Students could have saved money by living at home and studying online.

STUDENTS studying in the Highlands and Islands could have saved £8500 this year by staying with their parents, a national study has concluded.

The report from education consultancy website Studee looked at how much students could have saved by opting to have studying at home in a year when universities moved their lectures and tutorials online in a bid to reduce the risk of Covid-19 transmission.

The research, conducted by Studee, used data from Save the Student to work out how much students could have saved by staying with their parents and studying from home by adding the cost of rent, bills, transport and insurance together.

With an average monthly cost of £713, this would have saved Highlands and Islands students £8556 over the year.

This was the second highest saving in Scotland, beaten only by students in Edinburgh who would have saved £8692 on average monthly costs of £7871.

Students studying in Scotland could have saved on average £7775 a year, slightly below the UK average of £7871 a month living at home.

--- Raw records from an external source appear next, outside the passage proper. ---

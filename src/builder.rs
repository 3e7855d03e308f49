//! Field-by-field assembly of output records.
//!
//! [`MarcRecordBuilder`] wraps a [`Record`] and enforces the conversion
//! rules: empty values never reach the record, repeated tags append, and
//! the leader comes from the [`FormatTable`] the builder was created with.
//!
//! # Examples
//!
//! ```
//! use finc_marc::{FormatLabel, FormatTable, MarcRecordBuilder, TargetEncoding};
//!
//! # fn main() -> Result<(), Box<dyn std::error::Error>> {
//! let table = FormatTable::default();
//! let mut builder = MarcRecordBuilder::new(&table);
//! let rule = builder.set_leader(FormatLabel::Dvd)?;
//! builder.add_control_field("001", "finc-109-1");
//! builder.add_control_field("007", &rule.field_007);
//! builder.add_data_field("245", &[('a', "Solaris"), ('c', "")]);
//!
//! assert_eq!(builder.record().get_field("245").unwrap().subfields.len(), 1);
//! let bytes = builder.serialize(TargetEncoding::Utf8)?;
//! assert_eq!(&bytes[5..8], b"ngm");
//! # Ok(())
//! # }
//! ```

use crate::encoding::TargetEncoding;
use crate::error::Result;
use crate::format_table::{FormatLabel, FormatRule, FormatTable};
use crate::leader::Leader;
use crate::record::{Field, Record};
use crate::writer::serialize_record;

/// Builder for one output record.
#[derive(Debug, Clone)]
pub struct MarcRecordBuilder<'t> {
    formats: &'t FormatTable,
    record: Record,
}

impl<'t> MarcRecordBuilder<'t> {
    /// Start an empty record with a blank leader.
    #[must_use]
    pub fn new(formats: &'t FormatTable) -> Self {
        MarcRecordBuilder {
            formats,
            record: Record::new(Leader::default()),
        }
    }

    /// Set the leader for `label` and return its rule.
    ///
    /// # Errors
    ///
    /// Returns [`ConvertError::UnknownFormat`](crate::ConvertError::UnknownFormat)
    /// if the table has no entry for `label`.
    pub fn set_leader(&mut self, label: FormatLabel) -> Result<&'t FormatRule> {
        let formats = self.formats;
        let rule = formats.get(label)?;
        self.record.leader = rule.leader()?;
        Ok(rule)
    }

    /// Set a fixed leader from a 24-character template.
    ///
    /// # Errors
    ///
    /// Returns an error if the template is not a valid leader, see
    /// [`Leader::from_template`].
    pub fn set_leader_template(&mut self, template: &str) -> Result<()> {
        self.record.leader = Leader::from_template(template)?;
        Ok(())
    }

    /// Use `leader` as is. Length and base address are recomputed on
    /// serialization.
    pub fn set_leader_value(&mut self, leader: Leader) {
        self.record.leader = leader;
    }

    /// Add a control field. Empty data is dropped.
    pub fn add_control_field(&mut self, tag: &str, data: &str) {
        if data.is_empty() {
            return;
        }
        self.record
            .add_control_field(tag.to_string(), data.to_string());
    }

    /// Add a data field with blank indicators.
    ///
    /// Pairs with empty values are dropped; if none remain, nothing is added.
    pub fn add_data_field(&mut self, tag: &str, pairs: &[(char, &str)]) {
        self.add_data_field_with_indicators(tag, ' ', ' ', pairs);
    }

    /// Add a data field with explicit indicators, dropping empty values.
    pub fn add_data_field_with_indicators(
        &mut self,
        tag: &str,
        indicator1: char,
        indicator2: char,
        pairs: &[(char, &str)],
    ) {
        let mut field = Field::new(tag.to_string(), indicator1, indicator2);
        for (code, value) in pairs {
            field.add_subfield_str(*code, value);
        }
        self.add_field(field);
    }

    /// Add an existing field, dropping its empty subfields.
    pub fn add_field(&mut self, mut field: Field) {
        field.retain_non_empty();
        if field.subfields.is_empty() {
            return;
        }
        self.record.add_field(field);
    }

    /// The record built so far.
    #[must_use]
    pub fn record(&self) -> &Record {
        &self.record
    }

    /// Finish building.
    #[must_use]
    pub fn into_record(self) -> Record {
        self.record
    }

    /// Serialize the current state to ISO 2709 bytes. No I/O.
    ///
    /// # Errors
    ///
    /// See [`serialize_record`].
    pub fn serialize(&self, encoding: TargetEncoding) -> Result<Vec<u8>> {
        serialize_record(&self.record, encoding)
    }
}

#[cfg(test)]
mod tests {
    use super::*;
    use crate::error::ConvertError;
    use crate::reader::MarcReader;
    use proptest::prelude::*;
    use std::io::Cursor;

    #[test]
    fn test_leader_from_label() {
        let table = FormatTable::default();
        let mut builder = MarcRecordBuilder::new(&table);
        let rule = builder.set_leader(FormatLabel::Mehrbaende).unwrap();
        assert_eq!(rule.field_007, "tu");

        let bytes = builder.serialize(TargetEncoding::Utf8).unwrap();
        assert_eq!(&bytes[5..12], b"cam a22");
        assert_eq!(&bytes[19..24], b"a4500");
    }

    #[test]
    fn test_unknown_label_is_lookup_error() {
        let table = FormatTable::from_rules([]);
        let mut builder = MarcRecordBuilder::new(&table);
        assert!(matches!(
            builder.set_leader(FormatLabel::Buch),
            Err(ConvertError::UnknownFormat(_))
        ));
    }

    #[test]
    fn test_empty_values_dropped() {
        let table = FormatTable::default();
        let mut builder = MarcRecordBuilder::new(&table);
        builder.add_control_field("008", "");
        builder.add_data_field("773", &[('w', "")]);
        builder.add_data_field("245", &[('a', "Titel"), ('c', ""), ('p', "Teil")]);

        let record = builder.record();
        assert!(record.control_fields.is_empty());
        assert!(record.get_field("773").is_none());
        let codes: Vec<char> = record.get_field("245").unwrap().subfields.iter().map(|s| s.code).collect();
        assert_eq!(codes, vec!['a', 'p']);
    }

    #[test]
    fn test_repeated_tags_append() {
        let table = FormatTable::default();
        let mut builder = MarcRecordBuilder::new(&table);
        builder.add_data_field("020", &[('a', "3-89472-512-4")]);
        builder.add_data_field("020", &[('a', "978-3-89472-512-1")]);
        assert_eq!(builder.record().fields_by_tag("020").count(), 2);
    }

    #[test]
    fn test_template_leader() {
        let table = FormatTable::default();
        let mut builder = MarcRecordBuilder::new(&table);
        builder.set_leader_template("     nab  22        4500").unwrap();
        assert_eq!(builder.record().leader.bibliographic_level, 'b');
        assert!(builder.set_leader_template("short").is_err());
    }

    #[test]
    fn test_roundtrip_per_label() {
        let table = FormatTable::default();
        for label in [
            FormatLabel::Buch,
            FormatLabel::Mehrbaende,
            FormatLabel::Dvd,
            FormatLabel::BluRay,
            FormatLabel::Cd,
            FormatLabel::Videokassette,
            FormatLabel::Loseblattsammlung,
            FormatLabel::Aufsatz,
            FormatLabel::Objekt,
            FormatLabel::Zeitschrift,
        ] {
            let mut builder = MarcRecordBuilder::new(&table);
            let rule = builder.set_leader(label).unwrap();
            builder.add_control_field("001", "finc-109-7");
            builder.add_control_field("007", &rule.field_007);
            builder.add_control_field("008", rule.field_008.as_deref().unwrap_or_default());
            builder.add_data_field("245", &[('a', "Über Filme"), ('p', "Band 1")]);
            builder.add_data_field(
                "935",
                &[
                    ('b', rule.field_935b.as_deref().unwrap_or_default()),
                    ('c', rule.field_935c.as_deref().unwrap_or_default()),
                ],
            );

            let bytes = builder.serialize(TargetEncoding::Utf8).unwrap();
            let parsed = MarcReader::new(Cursor::new(bytes)).read_record().unwrap().unwrap();

            let mut expected = builder.record().leader.clone();
            expected.character_coding = 'a';
            assert_eq!(parsed.leader.record_status, expected.record_status, "{label}");
            assert_eq!(parsed.leader.record_type, expected.record_type, "{label}");
            assert_eq!(parsed.leader.bibliographic_level, expected.bibliographic_level, "{label}");
            assert_eq!(parsed.leader.multipart_level, expected.multipart_level, "{label}");
            assert_eq!(parsed.leader.character_coding, 'a');
            assert_eq!(parsed.subfield_triples(), builder.record().subfield_triples(), "{label}");
            assert_eq!(parsed.get_control_field("007"), Some(rule.field_007.as_str()));
        }
    }

    proptest! {
        #[test]
        fn prop_empty_pairs_never_stored(
            values in prop::collection::vec(prop_oneof!["", "[a-z]{1,5}"], 1..8)
        ) {
            let table = FormatTable::default();
            let mut builder = MarcRecordBuilder::new(&table);
            let pairs: Vec<(char, &str)> = values.iter().map(|v| ('a', v.as_str())).collect();
            builder.add_data_field("500", &pairs);

            let non_empty = values.iter().filter(|v| !v.is_empty()).count();
            let stored = builder
                .record()
                .get_field("500")
                .map_or(0, |f| f.subfields.len());
            prop_assert_eq!(stored, non_empty);
            prop_assert!(builder.record().fields().all(|f| f.subfields.iter().all(|s| !s.value.is_empty())));
        }
    }
}
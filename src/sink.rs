// src/sink.rs
use std::{
    fs::{File, OpenOptions},
    io::{Read, Seek, SeekFrom, Write},
    path::{Path, PathBuf},
};

use csv::{QuoteStyle, WriterBuilder};
use log::{debug, warn};

use crate::config::options::{ExportFormat, ExportOptions};
use crate::error::SinkError;
use crate::record::AlbumRecord;

/// Append-only row destination. Existing content is never truncated.
///
/// Each row is encoded in memory and handed to the file in one write. The
/// handle is kept between rows; after any failure it is dropped and the next
/// `append` reopens the file, closing off whatever partial line is left.
pub struct TabularSink {
    path: PathBuf,
    format: ExportFormat,
    include_headers: bool,
    file: Option<File>,
}

impl TabularSink {
    /// Open `path` for appending (creating it if missing). Headers are written
    /// only when requested and the file starts out empty.
    pub fn open(path: &Path, export: &ExportOptions) -> Result<Self, SinkError> {
        let mut sink = Self {
            path: path.to_path_buf(),
            format: export.format,
            include_headers: export.include_headers,
            file: None,
        };
        sink.connect()?;
        Ok(sink)
    }

    pub fn path(&self) -> &Path {
        &self.path
    }

    /// Write one record as a row and flush it before returning.
    pub fn append(&mut self, record: &AlbumRecord) -> Result<(), SinkError> {
        let line = self.encode(record.to_row())?;
        let result = self.write_line(&line);
        if result.is_err() {
            self.file = None;
        }
        result
    }

    fn encode<I, T>(&self, row: I) -> Result<Vec<u8>, SinkError>
    where
        I: IntoIterator<Item = T>,
        T: AsRef<[u8]>,
    {
        let mut enc = WriterBuilder::new()
            .delimiter(self.format.delim())
            .quote_style(QuoteStyle::Necessary)
            .from_writer(Vec::new());
        enc.write_record(row).map_err(|source| self.write_err(source))?;
        enc.into_inner()
            .map_err(|e| self.write_err(e.into_error().into()))
    }

    fn write_line(&mut self, line: &[u8]) -> Result<(), SinkError> {
        let path = self.path.clone();
        let file = self.connect()?;
        file.write_all(line).map_err(|source| SinkError::Write {
            path: path.clone(),
            source: source.into(),
        })?;
        file.flush().map_err(|source| SinkError::Flush { path, source })
    }

    fn connect(&mut self) -> Result<&mut File, SinkError> {
        let file = match self.file.take() {
            Some(f) => f,
            None => self.open_file()?,
        };
        Ok(self.file.insert(file))
    }

    fn open_file(&self) -> Result<File, SinkError> {
        let mut file = OpenOptions::new()
            .create(true)
            .read(true)
            .append(true)
            .open(&self.path)
            .map_err(|source| self.open_err(source))?;
        let len = file.metadata().map_err(|source| self.open_err(source))?.len();

        if len == 0 {
            if self.include_headers {
                debug!("writing headers to {}", self.path.display());
                let headers = self.encode(AlbumRecord::HEADERS)?;
                file.write_all(&headers)
                    .map_err(|source| self.write_err(source.into()))?;
            }
            return Ok(file);
        }

        debug!("appending to existing {}", self.path.display());
        if !ends_with_newline(&mut file).map_err(|source| self.open_err(source))? {
            warn!("{}: closing off a partial last line", self.path.display());
            file.write_all(b"\n").map_err(|source| self.write_err(source.into()))?;
        }
        Ok(file)
    }

    fn write_err(&self, source: csv::Error) -> SinkError {
        SinkError::Write { path: self.path.clone(), source }
    }

    fn open_err(&self, source: std::io::Error) -> SinkError {
        SinkError::Open { path: self.path.clone(), source }
    }
}

/// Appends ignore the cursor, so seeking to peek at the tail is harmless.
fn ends_with_newline(file: &mut File) -> std::io::Result<bool> {
    let mut last = [0u8; 1];
    file.seek(SeekFrom::End(-1))?;
    file.read_exact(&mut last)?;
    Ok(last[0] == b'\n')
}
// src/record.rs

/// One extracted album page. Built once by the assembler, written once, then dropped.
#[derive(Clone, Debug, PartialEq)]
pub struct AlbumRecord {
    artist: String,
    album: String,
    year: String,
    rating: Option<f64>,
    rating_count: Option<u64>,
    primary_genres: String,
    secondary_genres: String,
    descriptors: String,
    total_length: Option<String>,
}

impl AlbumRecord {
    pub const FIELD_COUNT: usize = 9;

    pub const HEADERS: [&'static str; Self::FIELD_COUNT] = [
        "Artist",
        "Album",
        "Year",
        "Rating",
        "Ratings",
        "Primary genres",
        "Secondary genres",
        "Descriptors",
        "Length",
    ];

    #[allow(clippy::too_many_arguments)]
    pub fn new(
        artist: String,
        album: String,
        year: String,
        rating: Option<f64>,
        rating_count: Option<u64>,
        primary_genres: String,
        secondary_genres: String,
        descriptors: String,
        total_length: Option<String>,
    ) -> Self {
        Self {
            artist,
            album,
            year,
            rating,
            rating_count,
            primary_genres,
            secondary_genres,
            descriptors,
            total_length,
        }
    }

    pub fn artist(&self) -> &str { &self.artist }
    pub fn album(&self) -> &str { &self.album }
    pub fn year(&self) -> &str { &self.year }
    pub fn rating(&self) -> Option<f64> { self.rating }
    pub fn rating_count(&self) -> Option<u64> { self.rating_count }
    pub fn primary_genres(&self) -> &str { &self.primary_genres }
    pub fn secondary_genres(&self) -> &str { &self.secondary_genres }
    pub fn descriptors(&self) -> &str { &self.descriptors }
    pub fn total_length(&self) -> Option<&str> { self.total_length.as_deref() }

    /// Row cells in column order; `None` becomes an empty cell.
    pub fn to_row(&self) -> [String; Self::FIELD_COUNT] {
        [
            self.artist.clone(),
            self.album.clone(),
            self.year.clone(),
            self.rating.map(|r| r.to_string()).unwrap_or_default(),
            self.rating_count.map(|c| c.to_string()).unwrap_or_default(),
            self.primary_genres.clone(),
            self.secondary_genres.clone(),
            self.descriptors.clone(),
            self.total_length.clone().unwrap_or_default(),
        ]
    }
}

#[cfg(test)]
mod tests {
    use super::*;

    #[test]
    fn row_renders_none_as_empty_cells() {
        let r = AlbumRecord::new(
            s!("Boris"), s!("Flood"), s!(), None, None, s!(), s!(), s!(), None,
        );
        assert_eq!(
            r.to_row(),
            ["Boris", "Flood", "", "", "", "", "", "", ""].map(String::from)
        );
    }

    #[test]
    fn row_renders_numbers_plainly() {
        let r = AlbumRecord::new(
            s!("A"), s!("B"), s!("1971"), Some(4.0), Some(12_000),
            s!("Rock:"), s!(), s!("warm:"), Some(s!("40:00")),
        );
        let row = r.to_row();
        assert_eq!(row[3], "4");
        assert_eq!(row[4], "12000");
        assert_eq!(row[8], "40:00");
    }
}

Students studying in Aberdeen have the smallest saving among Scotland's university students of £6726.

According to the National Union of Students, 61 per cent of students work part-time to support themselves financially whilst studying. Studee adds that due to past and current restrictions, it is likely many students will be out of work as 16 to 25-year-olds are twice as likely to have lost their jobs compared to older workers, putting them under even more financial pressure with three in four students concerned about how they will pay their rent.

Laura Rettie, vice president of global communications at Studee, said: “Students have had an incredibly difficult year, and it's easy to understand why they feel so aggrieved – they’ve been told to come to campus, only to be kept in quarantine and taught online. They could have easily studied at home without spending additional money on top of tuition fees to live close to or on campus.

“It will be interesting to see how many students actually decide to return to campus rather than staying at home after Christmas – I wouldn’t blame them if they opted for the cheaper option of staying with mum and dad.

"It’s crucial universities take this additional cost for students into account when the decision is made to move to fully online lectures. Equally, this is a really difficult time for universities who rely on the income from students to stay afloat and the balancing act is becoming increasingly precarious.”

However, the University of the Highlands and Islands (UHI), the only university wholly based in the region, cautioned that the results were related to students of more traditional universities in urban areas and did not take into account the unique context of the UHI and those who choose to study in the Highlands and Islands.

A UHI spokeswoman said: “Across the University of the Highlands and Islands partnership, over 90 per cent of our students study from home already. We cover the largest geographical area of any campus-based university or college in the UK and have the largest student population in Scotland, with around 40,000 students studying with us each year. We serve our dispersed communities as both their local college and university from our network of campuses and learning centres across the Highlands and Islands, Moray and Perthshire.

"Our blended learning approach combines video conferencing, creative approaches to learning and teaching online, real time support from lecturers and local staff and some face-to-face teaching. Our staff design learning experiences based on individual student needs, to ensure students have the best experience and can access their learning easily wherever they choose to study.”